▸ **Task item**:
Starting at the line that contains "fn on_sigint(_: libc::c_int)", copy every line through the end of the listing below exactly, and copy nothing else.

(Data excerpts)

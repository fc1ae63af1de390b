use anyhow::Result;
use clap::Parser;
use preflight::cli::{AppContext, Cli, Commands};
use preflight::infra::cancel::CancelToken;

fn main() -> Result<()> {
    tracing_subscriber::fmt()
        .with_env_filter(tracing_subscriber::EnvFilter::from_default_env())
        .with_writer(std::io::stderr)
        .init();

    let cli = Cli::parse();

    // Build a context once, pass everywhere
    let ctx = AppContext {
        quiet: cli.quiet,
        no_color: cli.no_color,
    };

    match cli.command {
        Commands::Run(args) => preflight::commands::run(args, interrupt_token(), &ctx),
        Commands::List(args) => preflight::commands::list(args, &ctx),
        Commands::Login(args) => preflight::commands::login(args, &ctx),
        Commands::Logout(args) => preflight::commands::logout(args, &ctx),
        Commands::Init(args) => preflight::infra::config::init(args, &ctx),
        Commands::Completions(args) => preflight::completion::run(args),
    }
}

/// Token flipped by Ctrl-C so a run in the polling phase can stop cleanly.
#[cfg(unix)]
fn interrupt_token() -> CancelToken {
    use std::sync::OnceLock;

    static TOKEN: OnceLock<CancelToken> = OnceLock::new();

    extern "C" fn on_sigint(_: libc::c_int) {
        // Only the atomic store happens here; everything else runs on the
        // main thread once the token is observed.
        if let Some(token) = TOKEN.get() {
            token.cancel();
        }
    }

    let token = TOKEN.get_or_init(CancelToken::new).clone();
    let handler = on_sigint as extern "C" fn(libc::c_int);
    unsafe {
        libc::signal(libc::SIGINT, handler as usize as libc::sighandler_t);
    }
    token
}

#[cfg(not(unix))]
fn interrupt_token() -> CancelToken {
    CancelToken::new()
}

(End Data excerpts)

▸ **Your solution**:
    extern "C" fn on_sigint(_: libc::c_int) {
        // Only the atomic store happens here; everything else runs on the
        // main thread once the token is observed.
        if let Some(token) = TOKEN.get() {
            token.cancel();
        }
    }

    let token = TOKEN.get_or_init(CancelToken::new).clone();
    let handler = on_sigint as extern "C" fn(libc::c_int);
    unsafe {
        libc::signal(libc::SIGINT, handler as usize as libc::sighandler_t);
    }
    token
}

#[cfg(not(unix))]
fn interrupt_token() -> CancelToken {
    CancelToken::new()
}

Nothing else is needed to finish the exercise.